▸ Input

//! Session crypto: per-vendor key derivation, payload sealing, the legacy mixing tables.

use chacha20poly1305::aead::{Aead, KeyInit};
use rand::rngs::OsRng;
use serde::{Deserialize, Serialize};
use sha2::{Digest, Sha256};
use x25519_dalek::{PublicKey as X25519PublicKey, StaticSecret};

/// Sealed payloads carry their message counter up front, u64 LE.
const COUNTER_PREFIX: usize = 8;

/// Key-derivation scheme a vendor family uses. Declared by the capability
/// profile so the session knows which nonce shape to expect.
#[derive(Debug, Clone, Copy, PartialEq, Eq, Serialize, Deserialize)]
pub enum KeyScheme {
    /// Fixed coefficient-matrix mixing plus a hash over the pairing secret.
    LegacyMix,
    /// X25519 agreement against the device's ephemeral public key.
    Agreement,
}

/// Long-lived secret established at bond time and stored by the host.
/// For the agreement scheme it doubles as the local X25519 static secret.
pub struct PairingSecret([u8; 32]);

impl PairingSecret {
    /// Generate a fresh secret, valid for either scheme.
    pub fn generate() -> Self {
        PairingSecret(StaticSecret::random_from_rng(OsRng).to_bytes())
    }

    pub fn from_bytes(bytes: [u8; 32]) -> Self {
        PairingSecret(bytes)
    }

    pub fn as_bytes(&self) -> &[u8; 32] {
        &self.0
    }

    /// Public half under the agreement scheme; the device learns it at bond time.
    pub fn public_key(&self) -> [u8; 32] {
        X25519PublicKey::from(&StaticSecret::from(self.0)).to_bytes()
    }
}

/// Nonce material the device sends when a session opens. Its shape selects
/// the derivation scheme.
#[derive(Debug, Clone, PartialEq, Eq)]
pub enum DeviceNonce {
    Legacy([u8; 16]),
    Agreement { ephemeral: [u8; 32], nonce: [u8; 16] },
}

impl DeviceNonce {
    pub fn scheme(&self) -> KeyScheme {
        match self {
            DeviceNonce::Legacy(_) => KeyScheme::LegacyMix,
            DeviceNonce::Agreement { .. } => KeyScheme::Agreement,
        }
    }
}

// Vendor key-mixing tables. The sequence, the matrix, and the row-wise
// combination order must match the device firmware exactly.
const MIX_SEQUENCE: [u8; 16] = [
    0x11, 0x22, 0x33, 0x33, 0x22, 0x11, 0x11, 0x22, 0x33, 0x33, 0x22, 0x11, 0x11, 0x22, 0x33, 0x33,
];

const MIX_COEFFICIENTS: [[u8; 16]; 16] = [
    [2, 1, 1, 1, 4, 2, 1, 1, 2, 2, 4, 2, 4, 4, 16, 8],
    [2, 1, 1, 1, 4, 2, 1, 1, 1, 1, 2, 1, 2, 2, 8, 4],
    [1, 1, 4, 2, 2, 2, 4, 2, 16, 8, 4, 4, 2, 1, 1, 1],
    [1, 1, 4, 2, 1, 1, 2, 1, 8, 4, 2, 2, 2, 1, 1, 1],
    [16, 8, 2, 2, 4, 2, 4, 4, 1, 1, 4, 2, 1, 1, 2, 1],
    [8, 4, 1, 1, 2, 1, 2, 2, 1, 1, 4, 2, 1, 1, 2, 1],
    [2, 2, 4, 2, 4, 4, 16, 8, 2, 1, 1, 1, 4, 2, 1, 1],
    [1, 1, 2, 1, 2, 2, 8, 4, 2, 1, 1, 1, 4, 2, 1, 1],
    [4, 2, 4, 4, 16, 8, 2, 2, 1, 1, 2, 1, 1, 1, 4, 2],
    [2, 1, 2, 2, 8, 4, 1, 1, 1, 1, 2, 1, 1, 1, 4, 2],
    [4, 4, 16, 8, 1, 1, 2, 1, 4, 2, 1, 1, 4, 2, 2, 2],
    [2, 2, 8, 4, 1, 1, 2, 1, 4, 2, 1, 1, 2, 1, 1, 1],
    [1, 1, 2, 1, 1, 1, 4, 2, 4, 4, 16, 8, 2, 2, 4, 2],
    [1, 1, 2, 1, 1, 1, 4, 2, 2, 2, 8, 4, 1, 1, 2, 1],
    [4, 2, 1, 1, 2, 1, 1, 1, 4, 2, 2, 2, 16, 8, 4, 4],
    [4, 2, 1, 1, 2, 1, 1, 1, 2, 1, 1, 1, 8, 4, 2, 2],
];

/// Row-wise weighted sum of the fixed sequence, each row reduced mod 256.
fn legacy_mix() -> [u8; 16] {
    let mut out = [0u8; 16];
    for (i, row) in MIX_COEFFICIENTS.iter().enumerate() {
        let sum: u32 = row
            .iter()
            .zip(MIX_SEQUENCE.iter())
            .map(|(c, s)| u32::from(*c) * u32::from(*s))
            .sum();
        out[i] = (sum % 256) as u8;
    }
    out
}

/// Derive the session key for one connection. Deterministic for identical
/// inputs; invalidate and re-derive on reconnect.
pub fn derive_session_key(pairing: &PairingSecret, nonce: &DeviceNonce) -> SessionKeyMaterial {
    let key: [u8; 32] = match nonce {
        DeviceNonce::Legacy(n) => {
            let mut hasher = Sha256::new();
            hasher.update(b"clasp-legacy-session-v1");
            hasher.update(legacy_mix());
            hasher.update(pairing.as_bytes());
            hasher.update(n);
            hasher.finalize().into()
        }
        DeviceNonce::Agreement { ephemeral, nonce } => {
            let shared = StaticSecret::from(*pairing.as_bytes())
                .diffie_hellman(&X25519PublicKey::from(*ephemeral));
            let mut hasher = Sha256::new();
            hasher.update(b"clasp-session-v1");
            hasher.update(shared.to_bytes());
            hasher.update(nonce);
            hasher.finalize().into()
        }
    };
    SessionKeyMaterial {
        key,
        send_counter: 0,
    }
}

/// Key material for one session. Never persisted; the send counter makes
/// every sealed payload distinct.
#[derive(Clone)]
pub struct SessionKeyMaterial {
    key: [u8; 32],
    send_counter: u64,
}

impl SessionKeyMaterial {
    /// Seal a payload: explicit u64 LE counter, then ChaCha20-Poly1305
    /// ciphertext under that counter.
    pub fn seal(&mut self, plaintext: &[u8]) -> Result<Vec<u8>, CryptoError> {
        let cipher = chacha20poly1305::ChaCha20Poly1305::new_from_slice(&self.key)
            .map_err(|_| CryptoError::Key)?;
        let counter = self.send_counter;
        let ciphertext = cipher
            .encrypt(&build_nonce(counter), plaintext)
            .map_err(|_| CryptoError::Seal)?;
        self.send_counter += 1;
        let mut out = Vec::with_capacity(COUNTER_PREFIX + ciphertext.len());
        out.extend_from_slice(&counter.to_le_bytes());
        out.extend_from_slice(&ciphertext);
        Ok(out)
    }

    /// Open a sealed payload using its embedded counter. Stateless with
    /// respect to arrival order; anything tampered, truncated, or sealed
    /// under other key material fails authentication.
    pub fn open(&self, sealed: &[u8]) -> Result<Vec<u8>, CryptoError> {
        if sealed.len() < COUNTER_PREFIX {
            return Err(CryptoError::AuthFailed);
        }
        let mut counter_bytes = [0u8; COUNTER_PREFIX];
        counter_bytes.copy_from_slice(&sealed[..COUNTER_PREFIX]);
        let counter = u64::from_le_bytes(counter_bytes);
        let cipher = chacha20poly1305::ChaCha20Poly1305::new_from_slice(&self.key)
            .map_err(|_| CryptoError::Key)?;
        cipher
            .decrypt(&build_nonce(counter), &sealed[COUNTER_PREFIX..])
            .map_err(|_| CryptoError::AuthFailed)
    }
}

fn build_nonce(counter: u64) -> chacha20poly1305::Nonce {
    let mut nonce_bytes = [0u8; 12];
    nonce_bytes[4..12].copy_from_slice(&counter.to_le_bytes());
    nonce_bytes.into()
}

#[derive(Debug, thiserror::Error)]
pub enum CryptoError {
    #[error("invalid key")]
    Key,
    #[error("sealing failed")]
    Seal,
    #[error("payload authentication failed")]
    AuthFailed,
}
#[cfg(test)]
mod tests {
    use super::*;
    use std::sync::atomic::{AtomicUsize, Ordering};
    use std::sync::Arc;

    fn capture() -> (Arc<Mutex<Vec<ResponseOutcome>>>, ResponseSink) {
        let log: Arc<Mutex<Vec<ResponseOutcome>>> = Arc::new(Mutex::new(Vec::new()));
        let sink_log = Arc::clone(&log);
        let sink = ResponseSink::Callback(Box::new(move |outcome| {
            sink_log.lock().push(outcome);
        }));
        (log, sink)
    }

    fn request(service: u8, command: u8, bytes: &[u8], policy: RetryPolicy) -> (Arc<Mutex<Vec<ResponseOutcome>>>, Request) {
        let (log, sink) = capture();
        (
            log,
            Request {
                service_id: service,
                command_id: command,
                payload: PayloadSource::Fixed(bytes.to_vec()),
                encrypted: false,
                policy,
                sink,
            },
        )
    }

    /// Invoke callback sinks, count transmissions.
    fn run(steps: Vec<CorrelatorStep>) -> usize {
        let mut transmits = 0;
        for step in steps {
            match step {
                CorrelatorStep::Transmit { .. } => transmits += 1,
                CorrelatorStep::Deliver { sink, outcome } => match sink {
                    ResponseSink::Callback(f) => f(outcome),
                    ResponseSink::Transfer(_) => panic!("no transfer sinks in these tests"),
                },
            }
        }
        transmits
    }

    #[test]
    fn submit_transmits_immediately() {
        let correlator = Correlator::new();
        let now = Instant::now();
        let (_, req) = request(0x0A, 0x02, b"payload", RetryPolicy::default());
        let (handle, steps) = correlator.submit(req, now);
        assert_eq!(steps.len(), 1);
        match &steps[0] {
            CorrelatorStep::Transmit {
                handle: h,
                service_id,
                command_id,
                payload,
                ..
            } => {
                assert_eq!(*h, handle);
                assert_eq!((*service_id, *command_id), (0x0A, 0x02));
                assert_eq!(*payload, PayloadSource::Fixed(b"payload".to_vec()));
            }
            _ => panic!("expected Transmit"),
        }
    }

    #[test]
    fn fifo_order_per_key() {
        let correlator = Correlator::new();
        let now = Instant::now();
        let (log_a, req_a) = request(1, 1, b"a", RetryPolicy::default());
        let (log_b, req_b) = request(1, 1, b"b", RetryPolicy::default());
        correlator.submit(req_a, now);
        let (_, steps_b) = correlator.submit(req_b, now);
        // B waits behind A.
        assert_eq!(run(steps_b), 0);

        let steps = correlator.on_frame(1, 1, b"first response".to_vec(), now);
        // A resolved, B put on the wire.
        assert_eq!(run(steps), 1);
        assert!(matches!(
            log_a.lock().as_slice(),
            [ResponseOutcome::Payload(p)] if p == b"first response"
        ));
        assert!(log_b.lock().is_empty());

        run(correlator.on_frame(1, 1, b"second response".to_vec(), now));
        assert!(matches!(
            log_b.lock().as_slice(),
            [ResponseOutcome::Payload(p)] if p == b"second response"
        ));
        assert_eq!(correlator.pending_len(), 0);
    }

    #[test]
    fn unmatched_frame_is_discarded() {
        let correlator = Correlator::new();
        let steps = correlator.on_frame(9, 9, b"nobody asked".to_vec(), Instant::now());
        assert!(steps.is_empty());
        assert_eq!(correlator.pending_len(), 0);
    }

    #[test]
    fn independent_keys_fly_together() {
        let correlator = Correlator::new();
        let now = Instant::now();
        let (_, req_a) = request(1, 1, b"a", RetryPolicy::default());
        let (_, req_b) = request(2, 2, b"b", RetryPolicy::default());
        let (_, steps_a) = correlator.submit(req_a, now);
        let (_, steps_b) = correlator.submit(req_b, now);
        assert_eq!(run(steps_a), 1);
        assert_eq!(run(steps_b), 1);
    }

    #[test]
    fn timeout_retries_with_doubling_backoff() {
        let correlator = Correlator::new();
        let t0 = Instant::now();
        let policy = RetryPolicy::retrying(3, Duration::from_secs(1));
        let (log, req) = request(1, 1, b"r", policy);
        correlator.submit(req, t0);

        // First deadline at t0+1s.
        assert_eq!(run(correlator.poll(t0 + Duration::from_millis(900))), 0);
        let t1 = t0 + Duration::from_millis(1100);
        assert_eq!(run(correlator.poll(t1)), 1);

        // Second deadline doubles: t1+2s.
        assert_eq!(run(correlator.poll(t1 + Duration::from_millis(1900))), 0);
        let t2 = t1 + Duration::from_millis(2100);
        assert_eq!(run(correlator.poll(t2)), 1);

        // Third deadline doubles again: t2+4s; expiry exhausts the budget.
        assert_eq!(run(correlator.poll(t2 + Duration::from_millis(3900))), 0);
        run(correlator.poll(t2 + Duration::from_millis(4100)));
        assert!(matches!(
            log.lock().as_slice(),
            [ResponseOutcome::Failed(RequestError::TimedOut { attempts: 3 })]
        ));
        assert_eq!(correlator.pending_len(), 0);
    }

    #[test]
    fn fail_fast_times_out_after_one_attempt() {
        let correlator = Correlator::new();
        let t0 = Instant::now();
        let (log, req) = request(3, 3, b"x", RetryPolicy::fail_fast(Duration::from_secs(2)));
        correlator.submit(req, t0);
        run(correlator.poll(t0 + Duration::from_secs(3)));
        assert!(matches!(
            log.lock().as_slice(),
            [ResponseOutcome::Failed(RequestError::TimedOut { attempts: 1 })]
        ));
    }

    #[test]
    fn late_response_after_timeout_is_unmatched() {
        let correlator = Correlator::new();
        let t0 = Instant::now();
        let (log, req) = request(1, 2, b"x", RetryPolicy::fail_fast(Duration::from_secs(1)));
        correlator.submit(req, t0);
        run(correlator.poll(t0 + Duration::from_secs(2)));
        // Deadline already fired; the late frame finds nothing.
        let steps = correlator.on_frame(1, 2, b"late".to_vec(), t0 + Duration::from_secs(3));
        assert!(steps.is_empty());
        assert_eq!(log.lock().len(), 1);
    }

    #[test]
    fn resolution_cancels_the_deadline() {
        let correlator = Correlator::new();
        let t0 = Instant::now();
        let (log, req) = request(1, 1, b"x", RetryPolicy::fail_fast(Duration::from_secs(1)));
        correlator.submit(req, t0);
        run(correlator.on_frame(1, 1, b"answer".to_vec(), t0));
        // Polling far past the deadline must not deliver a second outcome.
        run(correlator.poll(t0 + Duration::from_secs(60)));
        let outcomes = log.lock();
        assert_eq!(outcomes.len(), 1);
        assert!(matches!(&outcomes[0], ResponseOutcome::Payload(p) if p == b"answer"));
    }

    #[test]
    fn close_session_fails_everything() {
        let correlator = Correlator::new();
        let now = Instant::now();
        let fired = Arc::new(AtomicUsize::new(0));
        for (service, command) in [(1u8, 1u8), (1, 1), (2, 7)] {
            let fired = Arc::clone(&fired);
            let req = Request {
                service_id: service,
                command_id: command,
                payload: PayloadSource::Fixed(vec![0]),
                encrypted: false,
                policy: RetryPolicy::default(),
                sink: ResponseSink::Callback(Box::new(move |outcome| {
                    assert!(matches!(
                        outcome,
                        ResponseOutcome::Failed(RequestError::SessionClosed)
                    ));
                    fired.fetch_add(1, Ordering::SeqCst);
                })),
            };
            correlator.submit(req, now);
        }
        run(correlator.close_session());
        assert_eq!(fired.load(Ordering::SeqCst), 3);
        assert_eq!(correlator.pending_len(), 0);
    }

    #[test]
    fn cancel_front_promotes_next() {
        let correlator = Correlator::new();
        let now = Instant::now();
        let (log_a, req_a) = request(1, 1, b"a", RetryPolicy::default());
        let (log_b, req_b) = request(1, 1, b"b", RetryPolicy::default());
        let (handle_a, _) = correlator.submit(req_a, now);
        correlator.submit(req_b, now);

        let steps = correlator.fail_handle(handle_a, RequestError::Cancelled, now);
        assert_eq!(run(steps), 1);
        assert!(matches!(
            log_a.lock().as_slice(),
            [ResponseOutcome::Failed(RequestError::Cancelled)]
        ));
        assert!(log_b.lock().is_empty());

        run(correlator.on_frame(1, 1, b"for b".to_vec(), now));
        assert!(matches!(
            log_b.lock().as_slice(),
            [ResponseOutcome::Payload(p)] if p == b"for b"
        ));
    }

    #[test]
    fn cancel_queued_leaves_front_alone() {
        let correlator = Correlator::new();
        let now = Instant::now();
        let (log_a, req_a) = request(1, 1, b"a", RetryPolicy::default());
        let (log_b, req_b) = request(1, 1, b"b", RetryPolicy::default());
        correlator.submit(req_a, now);
        let (handle_b, _) = correlator.submit(req_b, now);

        let steps = correlator.fail_handle(handle_b, RequestError::Cancelled, now);
        assert_eq!(run(steps), 0);
        assert!(matches!(
            log_b.lock().as_slice(),
            [ResponseOutcome::Failed(RequestError::Cancelled)]
        ));

        run(correlator.on_frame(1, 1, b"for a".to_vec(), now));
        assert!(matches!(
            log_a.lock().as_slice(),
            [ResponseOutcome::Payload(p)] if p == b"for a"
        ));
    }

    #[test]
    fn auth_failure_fails_only_the_front() {
        let correlator = Correlator::new();
        let now = Instant::now();
        let (log_a, req_a) = request(5, 5, b"a", RetryPolicy::default());
        let (log_b, req_b) = request(5, 5, b"b", RetryPolicy::default());
        correlator.submit(req_a, now);
        correlator.submit(req_b, now);

        let steps = correlator.fail_front(5, 5, RequestError::AuthFailed, now);
        assert_eq!(run(steps), 1);
        assert!(matches!(
            log_a.lock().as_slice(),
            [ResponseOutcome::Failed(RequestError::AuthFailed)]
        ));
        assert!(log_b.lock().is_empty());
        assert_eq!(correlator.pending_len(), 1);
    }

    #[test]
    fn front_encrypted_tracks_the_wire() {
        let correlator = Correlator::new();
        let now = Instant::now();
        assert_eq!(correlator.front_encrypted(1, 1), None);
        let (_, sink) = capture();
        correlator.submit(
            Request {
                service_id: 1,
                command_id: 1,
                payload: PayloadSource::Fixed(vec![1]),
                encrypted: true,
                policy: RetryPolicy::default(),
                sink,
            },
            now,
        );
        assert_eq!(correlator.front_encrypted(1, 1), Some(true));
    }
}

▸ Work item
Exactly one number is the answer: how many lines of the entries contain the string "PairingSecret".

▸ Finished exercise
5